Im kleinen Tutschfelden, einem Dorfe nahe Herbolzheim traf ich auf ein Bauwerk ausgewiesener Bedeutung. Einen Hügel noch galt es zu gewinnen, dann reckte sich das im Sonnenlicht funkelnde Gotteshaus entgegen. Einen Weinbrenner hatte man mir versprochen. Das mochte ich wohl lange nicht glauben, eben solange bis das Werk vor eigenen Augen. Dann aber, die bedeutende gestalterische Qualität des Kirchleins ließ einfach keinen anderen Schluss zu, ward aus dem Zweifler ein "Proselyt" gemacht. Und nun — immerhin kennen wir gleich eine Vielzahl von Gebäuden aus der Hand Friedrich Weinbrenners — nahm die eigentliche Sensation erst ihren Lauf.
     Diese entzündet sich an einfachster Jahreszahl: 1806. 1806, sie ist das das nachgewiesene Erbauungsjahr des Gotteshauses. So wurde das Gebäu also in den ersten Jahren des 19. Jahrhunderts aus dem Erdboden geboren; dabei im übrigen einen ungleich älteren Vorgänger, romanischen Stiles, und wie Weinbrenner selbst angab eines der ältesten Gotteshäuser Badens, aus gebauter Realität reißend. Schön, schön mag da mancher denken — oder im Hinblick auf den romanischen Ahnherrn vielleicht auch schade, schade — aber schließlich: und weiter? Mag das folgende den notwendigen Sinn einimpfen.
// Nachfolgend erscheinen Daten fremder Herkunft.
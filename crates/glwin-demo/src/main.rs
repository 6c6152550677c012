//! Four windows sharing one base context, each cleared to a cycling hue.
//!
//! A vertex buffer is uploaded once under the base context and checked from
//! every window to show that the contexts share objects.

use anyhow::{Result, ensure};
use glwin_engine::logging::{LoggingConfig, init_logging};
use glwin_engine::{ContextInit, Runtime, WindowConfig};

const LAYOUT: [(i32, i32); 4] = [(50, 50), (500, 50), (50, 500), (500, 500)];

fn main() -> Result<()> {
    init_logging(LoggingConfig {
        env_filter: Some("info".to_string()),
        ..LoggingConfig::default()
    });

    let mut runtime = Runtime::new(ContextInit::default())?;
    gl::load_with(|symbol| runtime.get_proc_address(symbol));

    let shared = upload_shared_buffer();

    let windows = LAYOUT
        .iter()
        .enumerate()
        .map(|(i, &position)| {
            let config =
                WindowConfig::new(position, (400, 400)).with_title(format!("glwin {i}"));
            runtime.create_window(&config)
        })
        .collect::<Result<Vec<_>>>()?;

    for window in &windows {
        let _scope = window.scope()?;
        ensure!(
            unsafe { gl::IsBuffer(shared) } == gl::TRUE,
            "window {:?} cannot see the shared buffer",
            window.id()
        );
    }
    log::info!("{} windows share buffer {shared}", windows.len());

    let mut t = 0.0f32;
    while runtime.update().is_continue() {
        t += runtime.frame_time().map_or(1.0 / 60.0, |ft| ft.dt);

        for (i, window) in windows.iter().enumerate() {
            let _scope = window.scope()?;
            let [r, g, b] = hue(t * 0.1 + i as f32 / windows.len() as f32);
            unsafe {
                gl::Viewport(0, 0, window.width() as i32, window.height() as i32);
                gl::ClearColor(r, g, b, 1.0);
                gl::Clear(gl::COLOR_BUFFER_BIT);
            }
            window.swap_buffers()?;
        }
    }

    unsafe { gl::DeleteBuffers(1, &shared) };
    Ok(())
}

fn upload_shared_buffer() -> u32 {
    let quad: [f32; 8] = [0.0, 0.0, 0.0, 1.0, 1.0, 0.0, 1.0, 1.0];
    let mut id = 0;
    unsafe {
        gl::CreateBuffers(1, &mut id);
        gl::NamedBufferData(
            id,
            size_of_val(&quad) as isize,
            quad.as_ptr().cast(),
            gl::STATIC_DRAW,
        );
    }
    id
}

/// Fully saturated color for hue `h` (wraps at 1.0), half brightness.
fn hue(h: f32) -> [f32; 3] {
    let h = h.rem_euclid(1.0) * 6.0;
    let channel = |offset: f32| ((((h + offset).rem_euclid(6.0) - 3.0).abs() - 1.0).clamp(0.0, 1.0)) * 0.5;
    [channel(0.0), channel(4.0), channel(2.0)]
}
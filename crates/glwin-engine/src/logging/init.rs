use std::sync::Once;

/// Logger configuration.
///
/// `env_filter` follows the `env_logger` filter syntax (e.g. "warn",
/// "glwin_engine=debug,winit=warn").
#[derive(Debug, Clone)]
pub struct LoggingConfig {
    pub env_filter: Option<String>,
    pub write_style: env_logger::WriteStyle,
}

impl Default for LoggingConfig {
    fn default() -> Self {
        Self {
            env_filter: None,
            write_style: env_logger::WriteStyle::Auto,
        }
    }
}

static INIT: Once = Once::new();

/// Level used when neither the config nor `RUST_LOG` names a filter.
///
/// Embedded in a host interpreter; stay quiet unless asked.
pub const DEFAULT_LEVEL: log::LevelFilter = log::LevelFilter::Warn;

/// Picks the filter string: the config's, else the environment's.
fn resolve_filter(configured: Option<String>, env: Option<String>) -> Option<String> {
    configured.or(env)
}

/// Installs the global logger once.
///
/// Subsequent calls are ignored. When the host process already installed a
/// logger (another extension module, an embedding application) the existing
/// one is kept.
pub fn init_logging(config: LoggingConfig) {
    INIT.call_once(|| {
        let mut builder = env_logger::Builder::new();

        match resolve_filter(config.env_filter, std::env::var("RUST_LOG").ok()) {
            Some(filter) => {
                builder.parse_filters(&filter);
            }
            None => {
                builder.filter_level(DEFAULT_LEVEL);
            }
        }

        builder.write_style(config.write_style);

        if builder.try_init().is_err() {
            log::debug!("a logger is already installed; keeping it");
            return;
        }

        log::debug!("logging initialized");
    });
}
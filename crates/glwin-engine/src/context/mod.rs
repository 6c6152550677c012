//! OpenGL context management.
//!
//! This module is responsible for:
//! - choosing the pixel format every surface uses
//! - bootstrapping the hidden base window and its core-profile context
//! - the context attributes shared by the base and all window contexts
//! - pacing presentation against the desktop compositor

mod base;
pub(crate) mod compositor;
mod init;
mod pixel_format;

pub use base::BaseContext;
pub use init::ContextInit;
pub use pixel_format::{FormatCandidate, PixelFormatPolicy};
     Friedrich Weinbrenner hat hinter Preußens Karl Friedrich Schinkel als wichtigster klassizistischer Architekt Deutschlands zu gelten, als bedeutendster badischer allzumal. So weit so, so gut. Denn das eigentliche Elend beginnt erst ab dieser Stelle: solch baugewichtiger Persönlichkeit und mit ihr der bewundernden Nachwelt sollte man doch wie selbstverständlich eine zumindest ausreichende Dokumentation zugestehen!? Dem lieben Schinkel folgte ja auch eine kleine Bücherflut. Dem armen Weinbrenner aber wurde nur ein einziges Buch von einigermaßen weitreichender Bedeutung vermacht, als nämlich Arthur Valdenaire in den frühen 1920ern seine Doktorarbeit zur Veröffentlichung "Friedrich Weinbrenner" versilberte; ein Buch im übrigen, das denn ob fehlender gleichrangiger Werke mehrfach neu aufgelegt wurde. Alles andere über Weinbrenner stammt von Weinbrenner selbst und greift wie die handvoll Bemühungen anderer immer nur Teilbereiche seines Wirkens auf. Das passt denn ganz vortrefflich auf das wissenschaftliche Vorgehen ganz generell des 20. Jahrhunderts: fliehe dem Gesamteindruck, und stürze dich nur — und nur heißt nur — auf Teilfragen; fliehe, ja fliehe dem Gesamteindruck! Überblick ist das geringste, was das 20. und nun auch das 21. Jahrhundert braucht — oder vielleicht doch? Wie das Leben so die Wissenschaft — oder soll man umgekehrt formulieren (die alte Huhn-und-Ei-Frage)!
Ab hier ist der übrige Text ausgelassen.